Efectivamente, hay personas que están del todo convencidas de que siempre tienen razón, de que siempre actúan de la mejor manera posible, de que no se equivocan nunca. Como en aquel conocido chiste del que se mete en la autopista en dirección contraria y oye la alerta por la radio que avisa de que un conductor enloquecido circula por la autopista en sentido opuesto: "¡No uno, sino todos!", se grita a sí mismo, apagando bruscamente la radio. De un maestro de espiritualidad aprendí que cuando en alguna ocasión piense que tengo toda la razón del mundo, es que no tengo razón ninguna. Y ese sabio consejo me ha ayudado a menudo a intentar ponderar las razones de los demás en cualquier asunto disputado o en todos aquellos asuntos de alguna importancia en los que sostengan opiniones diferentes a la mía.

Lamentablemente, en el espacio político —al menos en el español, que es el que conozco más de cerca— parece imposible el diálogo racional entre sus protagonistas principales. Cada partido se presenta como poseedor de la solución de todos los problemas. Quienes no nos dedicamos a la política pensamos casi siempre que lo más razonable sería en muchos casos intentar encontrar entre todos las soluciones a los problemas, tomando quizá lo mejor de cada parte. Si un político pensara que son razonables las posiciones de los demás partidos e intentara lograr un consenso, descubriría casi siempre que los partidos, haciendo honor a su nombre, están hechos para la confrontación y no para el consenso racional. Son estructuras para lograr el poder parlamentario, pero difícilmente sirven para gobernar un país.

A este respecto viene a mi memoria el fino análisis que el antiguo comunista polaco Leszek Kolakowski lleva a cabo en su ensayo "Partido-religión y partido instrumento" sobre las dos maneras opuestas de concebir los partidos políticos. Mientras que un concepto "religioso" de partido lleva a pensar que el propio partido está en posesión de la verdad, de toda la verdad y de nada más que la verdad, que dispone de la mejor receta para organizar la sociedad y que los miembros de los demás partidos son ignorantes estúpidos que responden a perversos intereses particulares, Kolakowski defiende un concepto instrumental del partido, pues "la unanimidad —el partido único— no es deseable en absoluto a causa de la irremediable limitación de los conocimientos humanos". Esto es esencial para la vitalidad democrática. "No hay ninguna inconsecuencia —añade— en apoyar a un partido y, al mismo tiempo, no desear que arramble con todo y pueda ejercer el poder sin ninguna oposición, crítica ni control externos.

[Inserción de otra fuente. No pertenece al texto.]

//! Application state shared across handlers.

use std::sync::Arc;

use governor::{Quota, RateLimiter};
use tokio::sync::Mutex;

use scout_core::{ExperienceSource, LexicalIndex};
use scout_search::{SearchEngine, SuggestionService};

use crate::config::ApiConfig;

/// Global rate limiter type (direct quota, not keyed per client).
pub type GlobalRateLimiter = RateLimiter<
    governor::state::NotKeyed,
    governor::state::InMemoryState,
    governor::clock::DefaultClock,
>;

/// Where `POST /lexical/reindex` reads from and writes to.
#[derive(Clone)]
pub struct ReindexTarget {
    pub index: Arc<dyn LexicalIndex>,
    pub source: Arc<dyn ExperienceSource>,
    pub batch_size: usize,
    /// Held for the duration of a run; a second trigger is refused.
    pub running: Arc<Mutex<()>>,
}

impl ReindexTarget {
    pub fn new(
        index: Arc<dyn LexicalIndex>,
        source: Arc<dyn ExperienceSource>,
        batch_size: usize,
    ) -> Self {
        Self {
            index,
            source,
            batch_size,
            running: Arc::new(Mutex::new(())),
        }
    }
}

#[derive(Clone)]
pub struct AppState {
    pub engine: Arc<SearchEngine>,
    pub suggestions: Arc<SuggestionService>,
    /// `None` when no primary index is configured.
    pub reindex: Option<ReindexTarget>,
    /// `None` if rate limiting is disabled.
    pub rate_limiter: Option<Arc<GlobalRateLimiter>>,
}

impl AppState {
    pub fn new(engine: Arc<SearchEngine>, suggestions: Arc<SuggestionService>) -> Self {
        Self {
            engine,
            suggestions,
            reindex: None,
            rate_limiter: None,
        }
    }

    pub fn with_reindex(mut self, target: ReindexTarget) -> Self {
        self.reindex = Some(target);
        self
    }

    pub fn with_rate_limiter(mut self, limiter: Arc<GlobalRateLimiter>) -> Self {
        self.rate_limiter = Some(limiter);
        self
    }
}

/// Build the limiter described by `config`, or `None` when disabled.
pub fn rate_limiter(config: &ApiConfig) -> anyhow::Result<Option<Arc<GlobalRateLimiter>>> {
    if !config.rate_limit_enabled {
        return Ok(None);
    }
    let burst = u32::try_from(config.rate_limit_requests)
        .ok()
        .and_then(std::num::NonZeroU32::new)
        .ok_or_else(|| anyhow::anyhow!("RATE_LIMIT_REQUESTS must be between 1 and u32::MAX"))?;
    let quota = Quota::with_period(config.rate_limit_period)
        .ok_or_else(|| anyhow::anyhow!("RATE_LIMIT_PERIOD_SECS must be non-zero"))?
        .allow_burst(burst);
    Ok(Some(Arc::new(RateLimiter::direct(quota))))
}
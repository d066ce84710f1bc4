//! HTTP error mapping.
//!
//! Clients see either their own input error or a generic retryable message.
//! Backend details stay in the server log.

use axum::extract::rejection::{JsonRejection, QueryRejection};
use axum::http::StatusCode;
use axum::response::{IntoResponse, Response};
use axum::Json;
use tracing::error;

/// Body returned for every hard failure that is not the caller's fault.
pub const RETRYABLE_MESSAGE: &str = "search temporarily unavailable, retry";

#[derive(Debug, thiserror::Error)]
pub enum ApiError {
    #[error("{0}")]
    BadRequest(String),
    #[error("{0}")]
    NotFound(String),
    #[error("{0}")]
    Conflict(String),
    #[error(transparent)]
    Unavailable(scout_core::Error),
}

impl From<scout_core::Error> for ApiError {
    fn from(err: scout_core::Error) -> Self {
        match err {
            scout_core::Error::MalformedRequest(msg) => ApiError::BadRequest(msg),
            scout_core::Error::NotFound(msg) => ApiError::NotFound(msg),
            other => ApiError::Unavailable(other),
        }
    }
}

impl From<JsonRejection> for ApiError {
    fn from(rejection: JsonRejection) -> Self {
        ApiError::BadRequest(rejection.body_text())
    }
}

impl From<QueryRejection> for ApiError {
    fn from(rejection: QueryRejection) -> Self {
        ApiError::BadRequest(rejection.body_text())
    }
}

impl IntoResponse for ApiError {
    fn into_response(self) -> Response {
        let (status, message) = match self {
            ApiError::BadRequest(msg) => (StatusCode::BAD_REQUEST, msg),
            ApiError::NotFound(msg) => (StatusCode::NOT_FOUND, msg),
            ApiError::Conflict(msg) => (StatusCode::CONFLICT, msg),
            ApiError::Unavailable(err) => {
                error!(
                    subsystem = "api",
                    error = %err,
                    recoverable = err.is_recoverable(),
                    "Request failed"
                );
                (StatusCode::SERVICE_UNAVAILABLE, RETRYABLE_MESSAGE.to_string())
            }
        };

        (status, Json(serde_json::json!({ "error": message }))).into_response()
    }
}
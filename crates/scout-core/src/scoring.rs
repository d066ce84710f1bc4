//! Scoring primitives shared by retrieval backends and fusion.
//!
//! ## Lexical score bands
//!
//! Lexical backends disagree on absolute score scale, so each one maps its
//! raw scores into a band keyed on the title match class. Within a band the
//! score is the raw score relative to the best raw score in that band.
//!
//! | Class    | Band        |
//! |----------|-------------|
//! | exact    | 0.70 - 1.00 |
//! | synonym  | 0.40 - 0.69 |
//! | partial  | 0.10 - 0.39 |
//! | none     | 0.00 - 0.09 |

use std::collections::HashMap;

use chrono::NaiveDate;
use serde::{Deserialize, Serialize};

use crate::defaults;
use crate::models::{ExperienceMatch, TitleMatchClass};

/// Multiplier per title match class. Higher classes must not boost less.
#[derive(Debug, Clone, Copy, PartialEq, Serialize, Deserialize)]
pub struct TitleBoosts {
    pub exact: f32,
    pub synonym: f32,
    pub partial: f32,
    pub none: f32,
}

impl Default for TitleBoosts {
    fn default() -> Self {
        Self {
            exact: defaults::TITLE_BOOST_EXACT,
            synonym: defaults::TITLE_BOOST_SYNONYM,
            partial: defaults::TITLE_BOOST_PARTIAL,
            none: defaults::TITLE_BOOST_NONE,
        }
    }
}

impl TitleBoosts {
    pub fn for_class(&self, class: TitleMatchClass) -> f32 {
        match class {
            TitleMatchClass::Exact => self.exact,
            TitleMatchClass::Synonym => self.synonym,
            TitleMatchClass::Partial => self.partial,
            TitleMatchClass::None => self.none,
        }
    }

    pub fn max(&self) -> f32 {
        self.exact.max(self.synonym).max(self.partial).max(self.none)
    }

    /// Boosts are positive and non-decreasing with class.
    pub fn is_ordered(&self) -> bool {
        self.none > 0.0
            && self.partial >= self.none
            && self.synonym >= self.partial
            && self.exact >= self.synonym
    }
}

/// Step table mapping years of experience to a multiplier.
#[derive(Debug, Clone, PartialEq, Serialize, Deserialize)]
pub struct RecencyTable {
    /// (max years inclusive, multiplier), ascending by years.
    pub steps: Vec<(f32, f32)>,
    /// Multiplier past the last step.
    pub beyond: f32,
}

impl Default for RecencyTable {
    fn default() -> Self {
        Self {
            steps: defaults::RECENCY_STEPS.to_vec(),
            beyond: defaults::RECENCY_MAX,
        }
    }
}

impl RecencyTable {
    pub fn multiplier(&self, years: f32) -> f32 {
        let years = if years.is_finite() { years.max(0.0) } else { 0.0 };
        self.steps
            .iter()
            .find(|(max_years, _)| years <= *max_years)
            .map(|(_, m)| *m)
            .unwrap_or(self.beyond)
    }

    pub fn max(&self) -> f32 {
        self.steps
            .iter()
            .map(|(_, m)| *m)
            .fold(self.beyond, f32::max)
    }

    /// Parse `years:multiplier` pairs separated by commas. `None` on any
    /// malformed pair or an empty list.
    pub fn parse_steps(raw: &str) -> Option<Vec<(f32, f32)>> {
        let steps = raw
            .split(',')
            .map(str::trim)
            .filter(|s| !s.is_empty())
            .map(|pair| {
                let (years, multiplier) = pair.split_once(':')?;
                Some((
                    years.trim().parse::<f32>().ok()?,
                    multiplier.trim().parse::<f32>().ok()?,
                ))
            })
            .collect::<Option<Vec<_>>>()?;
        (!steps.is_empty()).then_some(steps)
    }

    /// Years strictly ascend, multipliers are positive and never decrease,
    /// and `beyond` is at least the last step.
    pub fn is_ordered(&self) -> bool {
        let finite = |v: f32| v.is_finite() && v > 0.0;
        if self.steps.is_empty() || !finite(self.beyond) {
            return false;
        }
        let steps_ok = self
            .steps
            .iter()
            .all(|(years, m)| years.is_finite() && *years >= 0.0 && finite(*m))
            && self
                .steps
                .windows(2)
                .all(|w| w[1].0 > w[0].0 && w[1].1 >= w[0].1);
        steps_ok && self.steps.last().is_some_and(|(_, m)| self.beyond >= *m)
    }
}

/// Tunable constants for fusion and aggregation.
#[derive(Debug, Clone, PartialEq, Serialize, Deserialize)]
pub struct ScoringConfig {
    pub title_boosts: TitleBoosts,
    pub recency: RecencyTable,
    pub experiences_per_candidate: usize,
}

impl Default for ScoringConfig {
    fn default() -> Self {
        Self {
            title_boosts: TitleBoosts::default(),
            recency: RecencyTable::default(),
            experiences_per_candidate: defaults::EXPERIENCES_PER_CANDIDATE,
        }
    }
}

impl ScoringConfig {
    /// Load tunables from the environment, keeping defaults for anything
    /// unset, unparseable, or out of order.
    ///
    /// - `TITLE_BOOST_EXACT` / `_SYNONYM` / `_PARTIAL` / `_NONE`
    /// - `RECENCY_STEPS`: `years:multiplier` pairs, e.g. `1:1.0,2:1.1,5:1.4`
    /// - `RECENCY_MAX`: multiplier past the last step
    /// - `EXPERIENCES_PER_CANDIDATE`
    pub fn from_env() -> Self {
        Self::from_vars(|key| std::env::var(key).ok())
    }

    /// [`from_env`](Self::from_env) over an arbitrary variable source.
    pub fn from_vars(var: impl Fn(&str) -> Option<String>) -> Self {
        let positive = |key: &str, default: f32| {
            var(key)
                .and_then(|v| v.trim().parse::<f32>().ok())
                .filter(|v| v.is_finite() && *v > 0.0)
                .unwrap_or(default)
        };

        let defaults = TitleBoosts::default();
        let title_boosts = TitleBoosts {
            exact: positive("TITLE_BOOST_EXACT", defaults.exact),
            synonym: positive("TITLE_BOOST_SYNONYM", defaults.synonym),
            partial: positive("TITLE_BOOST_PARTIAL", defaults.partial),
            none: positive("TITLE_BOOST_NONE", defaults.none),
        };
        let title_boosts = if title_boosts.is_ordered() {
            title_boosts
        } else {
            tracing::warn!(
                subsystem = "core",
                component = "scoring",
                "TITLE_BOOST_* values are not ordered exact >= synonym >= partial >= none, using defaults"
            );
            defaults
        };

        let default_recency = RecencyTable::default();
        let recency = RecencyTable {
            steps: var("RECENCY_STEPS")
                .map(|raw| RecencyTable::parse_steps(&raw))
                .unwrap_or_else(|| Some(default_recency.steps.clone()))
                .unwrap_or_default(),
            beyond: positive("RECENCY_MAX", default_recency.beyond),
        };
        let recency = if recency.is_ordered() {
            recency
        } else {
            tracing::warn!(
                subsystem = "core",
                component = "scoring",
                "RECENCY_STEPS/RECENCY_MAX must ascend in years and not decrease in multiplier, using defaults"
            );
            default_recency
        };

        let experiences_per_candidate = var("EXPERIENCES_PER_CANDIDATE")
            .and_then(|v| v.trim().parse::<usize>().ok())
            .filter(|v| *v > 0)
            .unwrap_or(defaults::EXPERIENCES_PER_CANDIDATE);

        Self {
            title_boosts,
            recency,
            experiences_per_candidate,
        }
    }

    /// Largest product of multipliers. Combined scores are divided by this.
    pub fn boost_ceiling(&self) -> f32 {
        self.title_boosts.max() * self.recency.max()
    }
}

/// Threshold predicate: strictly above, except a zero threshold admits all.
///
/// A score equal to the threshold is dropped. Since combined scores never
/// exceed 1, a threshold of 1 always yields an empty result rather than only
/// perfect matches.
pub fn passes_threshold(score: f32, threshold: f32) -> bool {
    threshold <= 0.0 || score > threshold
}

/// Band (floor, width) for a class.
fn band(class: TitleMatchClass) -> (f32, f32) {
    match class {
        TitleMatchClass::Exact => (0.70, 0.30),
        TitleMatchClass::Synonym => (0.40, 0.29),
        TitleMatchClass::Partial => (0.10, 0.29),
        TitleMatchClass::None => (0.00, 0.09),
    }
}

/// Set `lexical_score` on each match from its raw score and title class.
pub fn normalize_tiered(matches: &mut [ExperienceMatch]) {
    let mut best: HashMap<TitleMatchClass, f32> = HashMap::new();
    for m in matches.iter() {
        let raw = m.raw_lexical_score.unwrap_or(0.0).max(0.0);
        let entry = best.entry(m.title_class).or_insert(0.0);
        if raw > *entry {
            *entry = raw;
        }
    }
    for m in matches.iter_mut() {
        let (floor, width) = band(m.title_class);
        let raw = m.raw_lexical_score.unwrap_or(0.0).max(0.0);
        let max = best.get(&m.title_class).copied().unwrap_or(0.0);
        let ratio = if max > 0.0 { (raw / max).min(1.0) } else { 0.0 };
        m.lexical_score = floor + width * ratio;
    }
}

/// Map a pgvector cosine distance into a [0, 1] similarity.
pub fn normalize_cosine_distance(distance: f64) -> f32 {
    let sim = (1.0 - distance + 1.0) / 2.0;
    sim.clamp(0.0, 1.0) as f32
}

/// Years between start and end (or `today`), floored at zero.
pub fn experience_years(start: Option<NaiveDate>, end: Option<NaiveDate>, today: NaiveDate) -> f32 {
    match start {
        Some(start) => {
            let end = end.unwrap_or(today);
            let days = (end - start).num_days() as f64;
            (days / defaults::DAYS_PER_YEAR).max(0.0) as f32
        }
        None => 0.0,
    }
}
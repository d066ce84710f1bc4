//! Route handlers.

pub mod lexical;
pub mod search;
pub mod system;
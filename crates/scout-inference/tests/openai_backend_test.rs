//! Integration tests for the OpenAI-compatible backend against a mock server.

use std::sync::Arc;
use std::time::Duration;

use scout_core::{EmbeddingBackend, Error, GenerationBackend};
use scout_inference::openai::{OpenAIBackend, OpenAIConfig};
use scout_inference::{QueryTranslator, RetryPolicy};
use wiremock::matchers::{body_partial_json, header, method, path};
use wiremock::{Mock, MockServer, ResponseTemplate};

fn config(server: &MockServer) -> OpenAIConfig {
    OpenAIConfig {
        base_url: server.uri(),
        api_key: Some("test-key".to_string()),
        embed_model: "test-embed".to_string(),
        chat_model: "test-chat".to_string(),
        embed_dimension: 4,
        temperature: 0.0,
        timeout_seconds: 5,
    }
}

fn fast_retry(max_retries: u32) -> RetryPolicy {
    RetryPolicy {
        max_retries,
        base_backoff: Duration::from_millis(1),
        attempt_timeout: Duration::from_secs(5),
    }
}

#[tokio::test]
async fn test_embeddings_are_returned_in_index_order() {
    let server = MockServer::start().await;
    let body = serde_json::json!({
        "data": [
            { "embedding": [0.0, 1.0, 0.0, 0.0], "index": 1 },
            { "embedding": [1.0, 0.0, 0.0, 0.0], "index": 0 }
        ],
        "model": "test-embed"
    });

    Mock::given(method("POST"))
        .and(path("/embeddings"))
        .and(header("Authorization", "Bearer test-key"))
        .and(body_partial_json(serde_json::json!({ "model": "test-embed" })))
        .respond_with(ResponseTemplate::new(200).set_body_json(&body))
        .expect(1)
        .mount(&server)
        .await;

    let backend = OpenAIBackend::new(config(&server)).unwrap();
    let vectors = backend
        .embed_texts(&["first".to_string(), "second".to_string()])
        .await
        .unwrap();

    assert_eq!(vectors.len(), 2);
    assert_eq!(vectors[0].as_slice(), &[1.0, 0.0, 0.0, 0.0]);
    assert_eq!(vectors[1].as_slice(), &[0.0, 1.0, 0.0, 0.0]);
}

#[tokio::test]
async fn test_embedding_server_error_maps_to_embedding_failure() {
    let server = MockServer::start().await;
    Mock::given(method("POST"))
        .and(path("/embeddings"))
        .respond_with(ResponseTemplate::new(503).set_body_json(serde_json::json!({
            "error": { "message": "overloaded", "type": "server_error" }
        })))
        .mount(&server)
        .await;

    let backend = OpenAIBackend::new(config(&server)).unwrap();
    let err = backend.embed_texts(&["x".to_string()]).await.unwrap_err();
    assert!(matches!(err, Error::EmbeddingFailure(ref m) if m.contains("overloaded")));
    assert!(err.is_recoverable());
}

#[tokio::test]
async fn test_bad_credentials_map_to_config_error() {
    let server = MockServer::start().await;
    Mock::given(method("POST"))
        .and(path("/chat/completions"))
        .respond_with(ResponseTemplate::new(401).set_body_json(serde_json::json!({
            "error": { "message": "invalid key", "type": "invalid_request_error" }
        })))
        .mount(&server)
        .await;

    let backend = OpenAIBackend::new(config(&server)).unwrap();
    let err = backend.generate_with_system("sys", "hello").await.unwrap_err();
    assert!(matches!(err, Error::Config(_)));
}

#[tokio::test]
async fn test_chat_completion_sends_zero_temperature() {
    let server = MockServer::start().await;
    Mock::given(method("POST"))
        .and(path("/chat/completions"))
        .and(body_partial_json(serde_json::json!({
            "model": "test-chat",
            "temperature": 0.0
        })))
        .respond_with(ResponseTemplate::new(200).set_body_json(serde_json::json!({
            "choices": [{
                "index": 0,
                "message": { "role": "assistant", "content": "Accountant" },
                "finish_reason": "stop"
            }]
        })))
        .expect(1)
        .mount(&server)
        .await;

    let backend = OpenAIBackend::new(config(&server)).unwrap();
    let text = backend.generate_with_system("sys", "Нягтлан").await.unwrap();
    assert_eq!(text, "Accountant");
}

#[tokio::test]
async fn test_translator_retries_then_passes_through() {
    let server = MockServer::start().await;
    Mock::given(method("POST"))
        .and(path("/chat/completions"))
        .respond_with(ResponseTemplate::new(500))
        .expect(3)
        .mount(&server)
        .await;

    let backend = Arc::new(OpenAIBackend::new(config(&server)).unwrap());
    let translator = QueryTranslator::new(backend, fast_retry(2));
    let outcome = translator.translate("Ахлах нягтлан бодогч").await;

    assert_eq!(outcome.value, "Ахлах нягтлан бодогч");
    assert!(outcome.degradation.translation_failed);
}

#[tokio::test]
async fn test_translator_skips_upstream_for_english() {
    let server = MockServer::start().await;
    Mock::given(method("POST"))
        .and(path("/chat/completions"))
        .respond_with(ResponseTemplate::new(200))
        .expect(0)
        .mount(&server)
        .await;

    let backend = Arc::new(OpenAIBackend::new(config(&server)).unwrap());
    let translator = QueryTranslator::new(backend, fast_retry(2));
    let outcome = translator.translate("Senior Accountant").await;

    assert_eq!(outcome.value, "Senior Accountant");
    assert!(!outcome.is_degraded());
}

Quienes se creen propietarios exclusivos de la verdad y sólo como mal menor toleran a los que no piensan igual que ellos son discípulos de la escuela leninista-estalinista, sea cual fuere la verdad que enarbolan". En esta dirección podríamos decir quizá que no somos nosotros quienes poseemos la verdad, sino que más bien es la verdad la que nos posee a nosotros. Cuando alguien se presenta como dueño de la verdad es de ordinario una señal infalible de que todavía la verdad ni siquiera ha comenzado a llenarle.

En nuestras vidas —y también en la vida de las naciones— lo razonable se abre paso siempre de puntillas, con titubeos. La verdad atrae por su luminosidad, por su intrínseca claridad, y no por la contundencia con la que se la afirma. Como escribió G. K. Chesterton, "loco no es el que ha perdido la razón, sino el que lo ha perdido todo, todo menos su razón". Por eso, la aparente lucidez de quienes se creen dueños de la verdad es siempre engañosa.